她神情漠然、语调如冰,浑身似散发着一种与众不同的凛然气息,将数尺之外的慕若诗冻得快从树上掉下来。
“你不过是个代盟主罢了,有什么资格管我?”钟不忘冷笑,“我所做之事,无愧于师兄,你一个黄毛丫头又懂什么?”
听他这样不将曲无忆放在眼里,寒江城众人明显面露愤慨之色,若非盟主在前,势必要上前与之拼命!
曲无忆听了此话,依旧是波澜不惊,面上甚至一丝表情起伏也无:“既然你已经投靠了青龙会,便不再是我师叔。从此以后,我绝不会手下留情!”
钟不忘面上颇为不屑:“彼此彼此,我倒要看看,你这个牙尖嘴利的代盟主又如何对我不留情面!”
此时,只听得远处一声清脆的女声传来:“义父!曲姐姐!你们在做什么?”
话音未落,只见一紫衣女子远远跑来,不明情况的她直接站在了针锋相对的二人之间,露出了一脸的迷惘之色。
直到此刻,一直神色淡然的曲无忆,脸上才微微划过一丝不忍的神色:“情儿,你不该来的!”
慕情朝左望了望钟不忘,又朝右望了望曲无忆,天真地问:“我为什么不该来?你们到底怎么了?”
钟不忘从看见慕情开始,就没有再说过话,眼神也有意无意的避开了她,面对她纯洁无辜的眼神,他似乎有些难以开口。
曲无忆摇了摇头,叹道:“钟不忘已经投靠了青龙会……”
“我不信!义父才不是这种人呢!”
钟不忘听到此处,才冷笑了一声,道:“没什么不信的,我如今确是为青龙会做事!”
慕情睁大了眼睛,不可置信地看着他:“义父,你……这到底是为了什么?”
钟不忘微微偏过了头,强迫自己不去看她吃惊不解的眼神:“我自有我的道理!情儿,你是我看着长大的,我不愿与你为敌。如今你若跟我一同离去,我们俩依然是父女,我也会依旧同往日那般疼爱你……这样有何不好?”
慕情呆呆地望着他,默然不语。
曲无忆见她如此,略微皱起眉头:“情儿,你先过来。”
慕情被她打断了思绪,回过头来看了她一眼,眼中蓦地流露出一种坚定的神色:“曲姐姐,你不要生义父的气好不好?他不是故意的,我一定会好好劝他,不让他与你作对……”
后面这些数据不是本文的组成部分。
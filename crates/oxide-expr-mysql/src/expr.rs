//! MySQL-specific expression nodes.

use std::fmt;
use std::sync::Arc;

use oxide_expr_core::expr::{
    ColumnAssignmentExpr, ExtensionExpr, ExtensionNode, QuerySource, ScalarExpr, SqlExpr,
    TableExpr,
};
use oxide_expr_core::{Error, Result, SqlType};

/// `INSERT ... ON DUPLICATE KEY UPDATE ...`.
#[derive(Debug, Clone)]
pub struct InsertOrUpdateExpr {
    /// Target table.
    pub table: Arc<TableExpr>,
    /// Column/value pairs of the inserted row.
    pub assignments: Vec<Arc<ColumnAssignmentExpr>>,
    /// Assignments applied when the row already exists.
    pub update_assignments: Vec<Arc<ColumnAssignmentExpr>>,
}

impl InsertOrUpdateExpr {
    /// Wraps the node as a root expression.
    #[must_use]
    pub fn into_expr(self) -> SqlExpr {
        SqlExpr::Extension(ExtensionExpr::new(self))
    }
}

impl ExtensionNode for InsertOrUpdateExpr {
    fn kind(&self) -> &'static str {
        "insert_or_update"
    }
}

/// A multi-row `INSERT ... VALUES (...), (...)`.
///
/// Every row must assign the same columns in the same order; the first row
/// determines the column list.
#[derive(Debug, Clone)]
pub struct BulkInsertExpr {
    /// Target table.
    pub table: Arc<TableExpr>,
    /// One assignment list per row.
    pub rows: Vec<Vec<Arc<ColumnAssignmentExpr>>>,
}

impl BulkInsertExpr {
    /// Wraps the node as a root expression.
    #[must_use]
    pub fn into_expr(self) -> SqlExpr {
        SqlExpr::Extension(ExtensionExpr::new(self))
    }

    /// Checks that there is at least one row and that all rows target the
    /// columns of the first, in order.
    ///
    /// # Errors
    ///
    /// Returns [`Error::MalformedBulkInsert`] describing the first problem
    /// found.
    pub fn validate(&self) -> Result<()> {
        let Some(first) = self.rows.first() else {
            return Err(Error::MalformedBulkInsert(format!(
                "no rows to insert into '{}'",
                self.table.name
            )));
        };

        for (i, row) in self.rows.iter().enumerate().skip(1) {
            let matches = row.len() == first.len()
                && row
                    .iter()
                    .zip(first)
                    .all(|(a, b)| a.column.name == b.column.name);
            if !matches {
                return Err(Error::MalformedBulkInsert(format!(
                    "row {i} assigns ({}) but row 0 assigns ({})",
                    column_names(row),
                    column_names(first)
                )));
            }
        }

        Ok(())
    }
}

impl ExtensionNode for BulkInsertExpr {
    fn kind(&self) -> &'static str {
        "bulk_insert"
    }
}

fn column_names(row: &[Arc<ColumnAssignmentExpr>]) -> String {
    row.iter()
        .map(|a| a.column.name.as_str())
        .collect::<Vec<_>>()
        .join(", ")
}

/// `left NATURAL JOIN right`.
#[derive(Debug, Clone)]
pub struct NaturalJoinExpr {
    /// Left side.
    pub left: QuerySource,
    /// Right side.
    pub right: QuerySource,
}

impl ExtensionNode for NaturalJoinExpr {
    fn kind(&self) -> &'static str {
        "natural_join"
    }
}

/// Full-text search modifiers for `MATCH ... AGAINST`.
#[derive(Debug, Clone, Copy, PartialEq, Eq)]
pub enum SearchModifier {
    /// `IN NATURAL LANGUAGE MODE`
    NaturalLanguageMode,
    /// `IN NATURAL LANGUAGE MODE WITH QUERY EXPANSION`
    NaturalLanguageModeWithQueryExpansion,
    /// `IN BOOLEAN MODE`
    BooleanMode,
    /// `WITH QUERY EXPANSION`
    WithQueryExpansion,
}

impl SearchModifier {
    /// Returns the SQL representation.
    #[must_use]
    pub const fn as_str(&self) -> &'static str {
        match self {
            Self::NaturalLanguageMode => "IN NATURAL LANGUAGE MODE",
            Self::NaturalLanguageModeWithQueryExpansion => {
                "IN NATURAL LANGUAGE MODE WITH QUERY EXPANSION"
            }
            Self::BooleanMode => "IN BOOLEAN MODE",
            Self::WithQueryExpansion => "WITH QUERY EXPANSION",
        }
    }
}

impl fmt::Display for SearchModifier {
    fn fmt(&self, f: &mut fmt::Formatter<'_>) -> fmt::Result {
        f.write_str(self.as_str())
    }
}

/// `MATCH (cols) AGAINST (? [modifier])`.
#[derive(Debug, Clone)]
pub struct MatchAgainstExpr {
    /// Columns of the full-text index.
    pub match_columns: Vec<ScalarExpr>,
    /// Search string, bound as a parameter.
    pub search_string: String,
    /// Optional search modifier.
    pub search_modifier: Option<SearchModifier>,
}

impl ExtensionNode for MatchAgainstExpr {
    fn kind(&self) -> &'static str {
        "match_against"
    }

    fn sql_type(&self) -> Option<SqlType> {
        Some(SqlType::Boolean)
    }
}

/// Creates an upsert. `update_assignments` may be empty, in which case no
/// `ON DUPLICATE KEY UPDATE` clause is written.
#[must_use]
pub fn insert_or_update(
    table: TableExpr,
    assignments: Vec<Arc<ColumnAssignmentExpr>>,
    update_assignments: Vec<Arc<ColumnAssignmentExpr>>,
) -> SqlExpr {
    InsertOrUpdateExpr {
        table: Arc::new(table),
        assignments,
        update_assignments,
    }
    .into_expr()
}

/// Creates a multi-row insert. The rows are checked when formatting.
#[must_use]
pub fn bulk_insert(table: TableExpr, rows: Vec<Vec<Arc<ColumnAssignmentExpr>>>) -> SqlExpr {
    BulkInsertExpr {
        table: Arc::new(table),
        rows,
    }
    .into_expr()
}

/// Creates `left NATURAL JOIN right`.
#[must_use]
pub fn natural_join(left: QuerySource, right: QuerySource) -> QuerySource {
    QuerySource::Extension(ExtensionExpr::new(NaturalJoinExpr { left, right }))
}

/// Creates a full-text search predicate over `columns`.
#[must_use]
pub fn match_against(
    columns: Vec<ScalarExpr>,
    search_string: impl Into<String>,
    search_modifier: Option<SearchModifier>,
) -> ScalarExpr {
    ScalarExpr::Extension(ExtensionExpr::new(MatchAgainstExpr {
        match_columns: columns,
        search_string: search_string.into(),
        search_modifier,
    }))
}

#[cfg(test)]
mod tests {
    use super::*;
    use oxide_expr_core::expr::ColumnExpr;

    fn row(columns: &[&str]) -> Vec<Arc<ColumnAssignmentExpr>> {
        columns
            .iter()
            .map(|c| {
                ColumnAssignmentExpr::new(
                    ColumnExpr::new(*c, SqlType::Int),
                    ScalarExpr::argument(1, SqlType::Int),
                )
            })
            .collect()
    }

    fn bulk(rows: Vec<Vec<Arc<ColumnAssignmentExpr>>>) -> BulkInsertExpr {
        BulkInsertExpr {
            table: Arc::new(TableExpr::new("t")),
            rows,
        }
    }

    #[test]
    fn test_validate_ok() {
        assert!(bulk(vec![row(&["a", "b"]), row(&["a", "b"])]).validate().is_ok());
    }

    #[test]
    fn test_validate_empty() {
        let err = bulk(vec![]).validate().unwrap_err();
        assert!(matches!(err, Error::MalformedBulkInsert(msg) if msg.contains("no rows")));
    }

    #[test]
    fn test_validate_mismatch() {
        let err = bulk(vec![row(&["a", "b"]), row(&["a", "c"])])
            .validate()
            .unwrap_err();
        assert_eq!(
            err,
            Error::MalformedBulkInsert(String::from("row 1 assigns (a, c) but row 0 assigns (a, b)"))
        );

        let err = bulk(vec![row(&["a", "b"]), row(&["a"])]).validate();
        assert!(err.is_err());
    }

    #[test]
    fn test_search_modifier() {
        assert_eq!(SearchModifier::BooleanMode.to_string(), "IN BOOLEAN MODE");
        assert_eq!(
            SearchModifier::NaturalLanguageModeWithQueryExpansion.as_str(),
            "IN NATURAL LANGUAGE MODE WITH QUERY EXPANSION"
        );
    }

    #[test]
    fn test_constructors() {
        let source = natural_join(QuerySource::table("a"), QuerySource::table("b"));
        assert_eq!(source.kind(), "natural_join");

        let predicate = match_against(
            vec![ScalarExpr::column("title", SqlType::Text)],
            "rust",
            None,
        );
        assert_eq!(predicate.kind(), "match_against");
        assert_eq!(predicate.sql_type(), SqlType::Boolean);
    }
}
//! Query and row-source nodes.

use std::sync::Arc;

use super::extension::ExtensionExpr;
use super::scalar::ScalarExpr;
use super::{SameNode, SqlExpr};

/// Order direction for ORDER BY.
#[derive(Debug, Clone, Copy, PartialEq, Eq, Default)]
pub enum OrderType {
    /// Ascending order (default).
    #[default]
    Ascending,
    /// Descending order.
    Descending,
}

/// An ORDER BY entry.
#[derive(Debug, Clone)]
pub struct OrderByExpr {
    /// The expression to order by.
    pub expr: ScalarExpr,
    /// The direction.
    pub order: OrderType,
}

impl OrderByExpr {
    /// Ascending order on `expr`.
    #[must_use]
    pub fn asc(expr: ScalarExpr) -> Arc<Self> {
        Arc::new(Self {
            expr,
            order: OrderType::Ascending,
        })
    }

    /// Descending order on `expr`.
    #[must_use]
    pub fn desc(expr: ScalarExpr) -> Arc<Self> {
        Arc::new(Self {
            expr,
            order: OrderType::Descending,
        })
    }
}

/// Join type.
#[derive(Debug, Clone, Copy, PartialEq, Eq)]
pub enum JoinType {
    /// CROSS JOIN.
    Cross,
    /// INNER JOIN.
    Inner,
    /// LEFT JOIN.
    Left,
    /// RIGHT JOIN.
    Right,
    /// FULL JOIN.
    Full,
}

impl JoinType {
    /// Returns the SQL representation.
    #[must_use]
    pub const fn as_str(&self) -> &'static str {
        match self {
            Self::Cross => "CROSS JOIN",
            Self::Inner => "INNER JOIN",
            Self::Left => "LEFT JOIN",
            Self::Right => "RIGHT JOIN",
            Self::Full => "FULL JOIN",
        }
    }
}

/// A table reference.
#[derive(Debug, Clone, PartialEq, Eq)]
pub struct TableExpr {
    /// Table name.
    pub name: String,
    /// Alias.
    pub alias: Option<String>,
    /// Catalog name.
    pub catalog: Option<String>,
    /// Schema name.
    pub schema: Option<String>,
}

impl TableExpr {
    /// Creates a table reference.
    #[must_use]
    pub fn new(name: impl Into<String>) -> Self {
        Self {
            name: name.into(),
            alias: None,
            catalog: None,
            schema: None,
        }
    }

    /// Adds an alias.
    #[must_use]
    pub fn alias(mut self, alias: impl Into<String>) -> Self {
        self.alias = Some(alias.into());
        self
    }

    /// Adds a schema qualifier.
    #[must_use]
    pub fn schema(mut self, schema: impl Into<String>) -> Self {
        self.schema = Some(schema.into());
        self
    }

    /// Adds a catalog qualifier.
    #[must_use]
    pub fn catalog(mut self, catalog: impl Into<String>) -> Self {
        self.catalog = Some(catalog.into());
        self
    }
}

/// Two row sources combined with a join.
#[derive(Debug, Clone)]
pub struct JoinExpr {
    /// The type of join.
    pub join_type: JoinType,
    /// Left side.
    pub left: QuerySource,
    /// Right side.
    pub right: QuerySource,
    /// ON condition.
    pub condition: Option<ScalarExpr>,
}

/// A sub-query used as a row source.
#[derive(Debug, Clone)]
pub struct SubqueryExpr {
    /// The query.
    pub query: QueryExpr,
    /// Alias.
    pub alias: Option<String>,
}

/// A source of rows in a FROM clause.
#[derive(Debug, Clone)]
pub enum QuerySource {
    /// A table.
    Table(Arc<TableExpr>),
    /// A join.
    Join(Arc<JoinExpr>),
    /// A parenthesized sub-query.
    Subquery(Arc<SubqueryExpr>),
    /// Dialect-defined source, such as a natural join.
    Extension(ExtensionExpr),
}

impl QuerySource {
    /// Creates a source for table `name`.
    #[must_use]
    pub fn table(name: impl Into<String>) -> Self {
        Self::Table(Arc::new(TableExpr::new(name)))
    }

    /// Creates a sub-query source.
    #[must_use]
    pub fn subquery(query: QueryExpr, alias: Option<String>) -> Self {
        Self::Subquery(Arc::new(SubqueryExpr { query, alias }))
    }

    /// Joins `right` onto `self`.
    #[must_use]
    pub fn join(self, join_type: JoinType, right: Self, condition: Option<ScalarExpr>) -> Self {
        Self::Join(Arc::new(JoinExpr {
            join_type,
            left: self,
            right,
            condition,
        }))
    }

    /// `self CROSS JOIN right`.
    #[must_use]
    pub fn cross_join(self, right: Self) -> Self {
        self.join(JoinType::Cross, right, None)
    }

    /// `self INNER JOIN right ON condition`.
    #[must_use]
    pub fn inner_join(self, right: Self, condition: ScalarExpr) -> Self {
        self.join(JoinType::Inner, right, Some(condition))
    }

    /// `self LEFT JOIN right ON condition`.
    #[must_use]
    pub fn left_join(self, right: Self, condition: ScalarExpr) -> Self {
        self.join(JoinType::Left, right, Some(condition))
    }

    /// `self RIGHT JOIN right ON condition`.
    #[must_use]
    pub fn right_join(self, right: Self, condition: ScalarExpr) -> Self {
        self.join(JoinType::Right, right, Some(condition))
    }

    /// Short name of the node kind.
    #[must_use]
    pub fn kind(&self) -> &'static str {
        match self {
            Self::Table(_) => "table",
            Self::Join(_) => "join",
            Self::Subquery(_) => "subquery",
            Self::Extension(e) => e.kind(),
        }
    }
}

impl SameNode for QuerySource {
    fn is_same(&self, other: &Self) -> bool {
        match (self, other) {
            (Self::Table(a), Self::Table(b)) => Arc::ptr_eq(a, b),
            (Self::Join(a), Self::Join(b)) => Arc::ptr_eq(a, b),
            (Self::Subquery(a), Self::Subquery(b)) => Arc::ptr_eq(a, b),
            (Self::Extension(a), Self::Extension(b)) => a.is_same(b),
            _ => false,
        }
    }
}

impl From<TableExpr> for QuerySource {
    fn from(table: TableExpr) -> Self {
        Self::Table(Arc::new(table))
    }
}

impl From<ExtensionExpr> for QuerySource {
    fn from(expr: ExtensionExpr) -> Self {
        Self::Extension(expr)
    }
}

/// A SELECT query.
#[derive(Debug, Clone)]
pub struct SelectExpr {
    /// Select list; empty means `*`.
    pub columns: Vec<ScalarExpr>,
    /// The FROM source.
    pub from: QuerySource,
    /// WHERE condition.
    pub where_clause: Option<ScalarExpr>,
    /// GROUP BY expressions.
    pub group_by: Vec<ScalarExpr>,
    /// HAVING condition.
    pub having: Option<ScalarExpr>,
    /// Whether to select DISTINCT rows.
    pub distinct: bool,
    /// ORDER BY entries.
    pub order_by: Vec<Arc<OrderByExpr>>,
    /// Rows to skip.
    pub offset: Option<i64>,
    /// Maximum rows to return.
    pub limit: Option<i64>,
}

impl SelectExpr {
    /// Creates `SELECT * FROM from`.
    #[must_use]
    pub const fn new(from: QuerySource) -> Self {
        Self {
            columns: Vec::new(),
            from,
            where_clause: None,
            group_by: Vec::new(),
            having: None,
            distinct: false,
            order_by: Vec::new(),
            offset: None,
            limit: None,
        }
    }

    /// Sets the select list.
    #[must_use]
    pub fn columns(mut self, columns: Vec<ScalarExpr>) -> Self {
        self.columns = columns;
        self
    }

    /// Sets the WHERE condition.
    #[must_use]
    pub fn where_clause(mut self, condition: ScalarExpr) -> Self {
        self.where_clause = Some(condition);
        self
    }

    /// Sets the GROUP BY expressions.
    #[must_use]
    pub fn group_by(mut self, exprs: Vec<ScalarExpr>) -> Self {
        self.group_by = exprs;
        self
    }

    /// Sets the HAVING condition.
    #[must_use]
    pub fn having(mut self, condition: ScalarExpr) -> Self {
        self.having = Some(condition);
        self
    }

    /// Selects DISTINCT rows.
    #[must_use]
    pub const fn distinct(mut self) -> Self {
        self.distinct = true;
        self
    }

    /// Sets the ORDER BY entries.
    #[must_use]
    pub fn order_by(mut self, order_by: Vec<Arc<OrderByExpr>>) -> Self {
        self.order_by = order_by;
        self
    }

    /// Sets the number of rows to skip.
    #[must_use]
    pub const fn offset(mut self, offset: i64) -> Self {
        self.offset = Some(offset);
        self
    }

    /// Sets the maximum number of rows.
    #[must_use]
    pub const fn limit(mut self, limit: i64) -> Self {
        self.limit = Some(limit);
        self
    }

    /// Finishes construction as a query node.
    #[must_use]
    pub fn into_query(self) -> QueryExpr {
        QueryExpr::Select(Arc::new(self))
    }

    /// Finishes construction as a root expression.
    #[must_use]
    pub fn into_expr(self) -> SqlExpr {
        SqlExpr::Query(self.into_query())
    }
}

/// `left UNION [ALL] right`.
#[derive(Debug, Clone)]
pub struct UnionExpr {
    /// Left query.
    pub left: QueryExpr,
    /// Right query.
    pub right: QueryExpr,
    /// Whether duplicates are kept.
    pub is_union_all: bool,
    /// ORDER BY entries applied to the combined result.
    pub order_by: Vec<Arc<OrderByExpr>>,
    /// Rows to skip.
    pub offset: Option<i64>,
    /// Maximum rows to return.
    pub limit: Option<i64>,
}

/// A query: something that yields rows and may be paginated.
#[derive(Debug, Clone)]
pub enum QueryExpr {
    /// SELECT query.
    Select(Arc<SelectExpr>),
    /// UNION of two queries.
    Union(Arc<UnionExpr>),
}

impl QueryExpr {
    /// Creates `left UNION right` (or `UNION ALL`).
    #[must_use]
    pub fn union(left: Self, right: Self, is_union_all: bool) -> Self {
        Self::Union(Arc::new(UnionExpr {
            left,
            right,
            is_union_all,
            order_by: Vec::new(),
            offset: None,
            limit: None,
        }))
    }

    /// Rows to skip, if set.
    #[must_use]
    pub fn offset(&self) -> Option<i64> {
        match self {
            Self::Select(e) => e.offset,
            Self::Union(e) => e.offset,
        }
    }

    /// Maximum rows to return, if set.
    #[must_use]
    pub fn limit(&self) -> Option<i64> {
        match self {
            Self::Select(e) => e.limit,
            Self::Union(e) => e.limit,
        }
    }

    /// Returns `true` if either offset or limit is set.
    #[must_use]
    pub fn is_paginated(&self) -> bool {
        self.offset().is_some() || self.limit().is_some()
    }

    /// Short name of the node kind.
    #[must_use]
    pub const fn kind(&self) -> &'static str {
        match self {
            Self::Select(_) => "select",
            Self::Union(_) => "union",
        }
    }
}

impl SameNode for QueryExpr {
    fn is_same(&self, other: &Self) -> bool {
        match (self, other) {
            (Self::Select(a), Self::Select(b)) => Arc::ptr_eq(a, b),
            (Self::Union(a), Self::Union(b)) => Arc::ptr_eq(a, b),
            _ => false,
        }
    }
}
她又转过头来,盯着钟不忘的眼睛:“义父,青龙会作恶多端,那里不是什么好地方!我不会去那儿的,你也不要去好不好?我们还像从前那样,快快乐乐的生活,没有这些打打杀杀、尔虞我诈……这样不好吗?”
望着慕情充满希冀的眼神,钟不忘许久才作出反应。
他叹了口气:“情儿,你既不愿跟我去青龙会,我也不勉强,你好自为之!但我与代盟主之间的事,你最好也不要插手。否则……别怪我不顾念父女之情!”